┌─ THE INPUT

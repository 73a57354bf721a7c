use super::{
    Credentials, FiltrationMode, JobAction, LocalJobRequest, ModernClient, ModernDetail,
    UploadRequest,
};
use crate::errors::{DaemonError, Result};
use async_trait::async_trait;
use base64::Engine;
use reqwest::multipart::{Form, Part};
use reqwest::Client;
use serde::Deserialize;
use serde_json::{json, Value};
use std::path::Path;
use std::time::Duration;
use tracing::{debug, error, info, warn};

/// Reply codes the firmware uses for a rejected serial/check code pair.
const AUTH_FAILURE_CODES: [i64; 2] = [1, 401];

/// Common reply envelope of the modern API.
#[derive(Debug, Deserialize)]
struct Envelope {
    code: i64,
    #[serde(default)]
    message: String,
}

/// Client for the HTTP API exposed by current-generation printers.
pub struct HttpModernClient {
    client: Client,
    base_url: String,
    credentials: Credentials,
}

impl HttpModernClient {
    pub fn new(base_url: String, credentials: Credentials, timeout: Duration) -> Self {
        let client = Client::builder()
            .timeout(timeout)
            .build()
            .unwrap_or_else(|e| {
                error!("Failed to create HTTP client with custom config: {}. Using defaults.", e);
                Client::new()
            });

        let base_url = base_url.trim_end_matches('/').to_string();
        debug!("Initialized modern API client for {} ({})", base_url, credentials.serial_number);

        Self {
            client,
            base_url,
            credentials,
        }
    }

    fn auth_body(&self) -> serde_json::Map<String, Value> {
        let mut body = serde_json::Map::new();
        body.insert("serialNumber".into(), json!(self.credentials.serial_number));
        body.insert("checkCode".into(), json!(self.credentials.check_code));
        body
    }

    /// POST `body` (merged with credentials) and return the raw reply once
    /// the envelope reports success.
    async fn post(&self, path: &str, extra: Value) -> Result<Value> {
        let url = format!("{}{}", self.base_url, path);
        let mut body = self.auth_body();
        if let Value::Object(fields) = extra {
            body.extend(fields);
        }

        let response = self
            .client
            .post(&url)
            .json(&Value::Object(body))
            .send()
            .await
            .map_err(|e| {
                warn!("Request to {} failed: {}", url, e);
                DaemonError::Transport(e.to_string())
            })?;

        if !response.status().is_success() {
            let status = response.status();
            let text = response.text().await.unwrap_or_default();
            warn!("{} returned {}: {}", url, status, text);
            return Err(DaemonError::Transport(format!("{} returned {}", path, status)));
        }

        let value: Value = response
            .json()
            .await
            .map_err(|e| DaemonError::Transport(format!("Parse error from {}: {}", path, e)))?;

        self.check_envelope(path, &value)?;
        Ok(value)
    }

    fn check_envelope(&self, path: &str, value: &Value) -> Result<()> {
        let envelope: Envelope = serde_json::from_value(value.clone())
            .map_err(|e| DaemonError::Transport(format!("Malformed reply from {}: {}", path, e)))?;

        if envelope.code == 0 {
            return Ok(());
        }

        let message = envelope.message.to_ascii_lowercase();
        if AUTH_FAILURE_CODES.contains(&envelope.code)
            || message.contains("check code")
            || message.contains("checkcode")
        {
            warn!(
                "Printer {} rejected credentials on {}: {}",
                self.credentials.serial_number, path, envelope.message
            );
            return Err(DaemonError::PairingRequired {
                serial: self.credentials.serial_number.clone(),
            });
        }

        Err(DaemonError::Validation(format!(
            "{} rejected (code {}): {}",
            path, envelope.code, envelope.message
        )))
    }

    async fn control(&self, cmd: &str, args: Value) -> Result<bool> {
        let payload = json!({ "payload": { "cmd": cmd, "args": args } });
        match self.post("/control", payload).await {
            Ok(_) => Ok(true),
            Err(DaemonError::Validation(reason)) => {
                warn!("Control command {} refused: {}", cmd, reason);
                Ok(false)
            }
            Err(e) => Err(e),
        }
    }

    fn file_names(value: &Value, key: &str) -> Vec<String> {
        value
            .get(key)
            .and_then(|v| v.as_array())
            .map(|entries| {
                entries
                    .iter()
                    .filter_map(|entry| match entry {
                        Value::String(name) => Some(name.clone()),
                        Value::Object(obj) => obj
                            .get("gcodeFileName")
                            .and_then(|v| v.as_str())
                            .map(String::from),
                        _ => None,
                    })
                    .collect()
            })
            .unwrap_or_default()
    }
}

fn encode_mappings(request: &UploadRequest) -> Result<Option<String>> {
    match &request.material_mappings {
        Some(mappings) if !mappings.is_empty() => {
            let raw = serde_json::to_vec(mappings)?;
            Ok(Some(base64::engine::general_purpose::STANDARD.encode(raw)))
        }
        _ => Ok(None),
    }
}

#[async_trait]
impl ModernClient for HttpModernClient {
    async fn detail(&self) -> Result<ModernDetail> {
        let value = self.post("/detail", json!({})).await?;
        let detail = value
            .get("detail")
            .cloned()
            .ok_or_else(|| DaemonError::Transport("Detail reply missing 'detail'".to_string()))?;
        serde_json::from_value(detail)
            .map_err(|e| DaemonError::Transport(format!("Malformed detail reply: {}", e)))
    }

    async fn job_control(&self, action: JobAction) -> Result<bool> {
        self.control("jobCtl_cmd", json!({ "jobID": "", "action": action.as_wire() }))
            .await
    }

    async fn start_local_job(&self, request: &LocalJobRequest) -> Result<bool> {
        let mut body = json!({
            "fileName": request.file_name,
            "levelingBeforePrint": request.leveling_before_print,
        });

        if let Some(mappings) = &request.material_mappings {
            body["useMatlStation"] = json!(!mappings.is_empty());
            body["gcodeToolCnt"] = json!(mappings.len());
            body["materialMappings"] = serde_json::to_value(mappings)?;
            body["flowCalibration"] = json!(false);
        }

        info!("Starting local job {} on {}", request.file_name, self.credentials.serial_number);
        match self.post("/printGcode", body).await {
            Ok(_) => Ok(true),
            Err(DaemonError::Validation(reason)) => {
                warn!("Printer refused to start {}: {}", request.file_name, reason);
                Ok(false)
            }
            Err(e) => Err(e),
        }
    }

    async fn upload_file(&self, path: &Path, request: &UploadRequest) -> Result<bool> {
        let file_name = path
            .file_name()
            .map(|n| n.to_string_lossy().into_owned())
            .ok_or_else(|| DaemonError::Validation(format!("Not a file path: {}", path.display())))?;

        let data = tokio::fs::read(path).await?;
        let size = data.len();
        let part = Part::bytes(data)
            .file_name(file_name.clone())
            .mime_str("application/octet-stream")
            .map_err(|e| DaemonError::Transport(e.to_string()))?;
        let form = Form::new().part("gcodeFile", part);

        let mut builder = self
            .client
            .post(format!("{}/uploadGcode", self.base_url))
            .header("serialNumber", &self.credentials.serial_number)
            .header("checkCode", &self.credentials.check_code)
            .header("fileSize", size.to_string())
            .header("printNow", request.start_now.to_string())
            .header("levelingBeforePrint", request.leveling_before_print.to_string());

        if let Some(encoded) = encode_mappings(request)? {
            let tool_count = request.material_mappings.as_ref().map_or(0, |m| m.len());
            builder = builder
                .header("flowCalibration", "false")
                .header("useMatlStation", "true")
                .header("gcodeToolCnt", tool_count.to_string())
                .header("materialMappings", encoded);
        }

        info!("Uploading {} ({} bytes) to {}", file_name, size, self.credentials.serial_number);

        let response = builder
            .multipart(form)
            .send()
            .await
            .map_err(|e| DaemonError::Transport(e.to_string()))?;

        if !response.status().is_success() {
            let status = response.status();
            warn!("Upload of {} failed with HTTP {}", file_name, status);
            return Err(DaemonError::Transport(format!("Upload returned {}", status)));
        }

        let value: Value = response
            .json()
            .await
            .map_err(|e| DaemonError::Transport(format!("Parse error from /uploadGcode: {}", e)))?;
        match self.check_envelope("/uploadGcode", &value) {
            Ok(()) => Ok(true),
            Err(DaemonError::Validation(reason)) => {
                warn!("Printer refused upload of {}: {}", file_name, reason);
                Ok(false)
            }
            Err(e) => Err(e),
        }
    }

    async fn recent_files(&self) -> Result<Vec<String>> {
        let value = self.post("/gcodeList", json!({})).await?;
        let mut files = Self::file_names(&value, "gcodeList");
        if files.is_empty() {
            files = Self::file_names(&value, "gcodeListDetail");
        }
        Ok(files)
    }

    async fn local_files(&self) -> Result<Vec<String>> {
        let value = self.post("/gcodeList", json!({ "all": true })).await?;
        Ok(Self::file_names(&value, "gcodeList"))
    }

    async fn set_led(&self, on: bool) -> Result<bool> {
        let status = if on { "open" } else { "close" };
        self.control("lightControl_cmd", json!({ "status": status }))
            .await
    }

    async fn set_filtration(&self, mode: FiltrationMode) -> Result<bool> {
        let (internal, external) = match mode {
            FiltrationMode::Internal => ("open", "close"),
            FiltrationMode::External => ("close", "open"),
            FiltrationMode::Off => ("close", "close"),
        };
        self.control(
            "circulateCtrl_cmd",
            json!({ "internal": internal, "external": external }),
        )
        .await
    }

    async fn disconnect(&self) -> Result<()> {
        // Stateless HTTP; nothing to tear down on the printer.
        debug!("Modern API client for {} released", self.credentials.serial_number);
        Ok(())
    }
}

└─

*YOUR OBJECTIVE*. The answer must consist solely of the lines from the first line of the data to the line holding "let base_url = base_url.trim_end_matches('/').to_string();", each given again exactly.

*FINAL ANSWER*.
repository 73a57354bf721a7c
use super::{
    Credentials, FiltrationMode, JobAction, LocalJobRequest, ModernClient, ModernDetail,
    UploadRequest,
};
use crate::errors::{DaemonError, Result};
use async_trait::async_trait;
use base64::Engine;
use reqwest::multipart::{Form, Part};
use reqwest::Client;
use serde::Deserialize;
use serde_json::{json, Value};
use std::path::Path;
use std::time::Duration;
use tracing::{debug, error, info, warn};

/// Reply codes the firmware uses for a rejected serial/check code pair.
const AUTH_FAILURE_CODES: [i64; 2] = [1, 401];

/// Common reply envelope of the modern API.
#[derive(Debug, Deserialize)]
struct Envelope {
    code: i64,
    #[serde(default)]
    message: String,
}

/// Client for the HTTP API exposed by current-generation printers.
pub struct HttpModernClient {
    client: Client,
    base_url: String,
    credentials: Credentials,
}

impl HttpModernClient {
    pub fn new(base_url: String, credentials: Credentials, timeout: Duration) -> Self {
        let client = Client::builder()
            .timeout(timeout)
            .build()
            .unwrap_or_else(|e| {
                error!("Failed to create HTTP client with custom config: {}. Using defaults.", e);
                Client::new()
            });

        let base_url = base_url.trim_end_matches('/').to_string();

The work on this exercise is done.